VCD is a rare manifestation of metastatic CD in which inflammatory granulomatous lesions are separated from the gastrointestinal tract [4]. It manifests frequently as vulvar edema, ulcers, and fissures. Vulvar symptoms may be the first and only symptom of such patients [6]. Unfortunately, VCD is an uncommon presentation of Crohn’s disease, and not all patients present with active gastrointestinal disease, and this leads to delays in making the right diagnosis [6, 16]. Less than 200 cases of VCD have been published so far [7,8,9, 17]. These cases of VCD are usually accompanied by gastrointestinal fistulas, but most do not undergo gastrointestinal evaluation when they do not present with recognizable gastrointestinal symptoms [18,19,20]. They are usually diagnosed at adulthood, with a mean age at diagnosis of 34 years [4], and only a few cases have been diagnosed in children [10, 21, 22].
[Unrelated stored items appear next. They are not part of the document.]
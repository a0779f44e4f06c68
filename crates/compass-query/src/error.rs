//! Query pipeline error types.

use compass_llm::LlmError;
use thiserror::Error;

pub type Result<T> = std::result::Result<T, GenerationError>;

#[derive(Debug, Error)]
pub enum GenerationError {
    #[error("The AI did not return a SPARQL code block after multiple attempts. Please try rephrasing your question.")]
    NoQueryBlock,

    #[error("After {iterations} iterations, the query still returns no results. {feedback}")]
    Exhausted { iterations: u32, feedback: String },

    #[error("LLM error: {0}")]
    Llm(#[from] LlmError),

    #[error("Prompt rendering failed: {0}")]
    Prompt(#[from] minijinja::Error),

    #[error(transparent)]
    Compile(#[from] CompileError),
}

/// Failures of an AI-generated `processData` function.
#[derive(Debug, Clone, Error, PartialEq, Eq)]
pub enum CompileError {
    #[error("Invalid processing function: {0}")]
    Syntax(String),

    #[error("Processing code does not define a processData function")]
    MissingProcessData,

    #[error("processData failed: {0}")]
    Runtime(String),

    #[error("processData returned {0}, expected an array")]
    NotAnArray(String),

    #[error("Sandbox task failed: {0}")]
    Join(String),
}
Many differential diagnoses must be considered, including Behcet’s disease, cellulitis, pyogenic infections, hidradenitis suppurativa, sarcoidosis, tuberculosis, foreign body reactions, contact dermatitis, acquired lymphangiectasia, and sexual abuse before a diagnosis of VCD can be made [10]. Results of pathological evaluation of gastrointestinal biopsy specimens are vital in making a diagnosis of VCD. Not every patient with vulvar symptoms should undergo gastroduodenoscopy or colonoscopy as a routine work-up; however, it should be considered in patients with atypical disease features. In VCD patients, pelvis MRI or anorectal endoscopic ultrasound may be helpful to identify rectovaginal fistula complex. In our case, we could see rectovaginal fistula on pelvic MRI and abscess was located higher, deeper than usual abscess from gynecologic origin. Moreover, in recurrent vulvar abscess with rectovaginal fistula combined to VCD, vulvar malignancy should be excluded by biopsy as well. In some VCD cases, vulvar cancer rising from recurrent abscess with fistula was reported. In our case, histologic report from vulvar abscess revealed acute and chronic inflammation, which helped to exclude malignancy eventually. Although a diagnosis of VCD is made, if recurrent vulvar abscess develops still, the patient should be monitored and informed about the possibility of malignancy at her vulvar lesion [20, 23, 24].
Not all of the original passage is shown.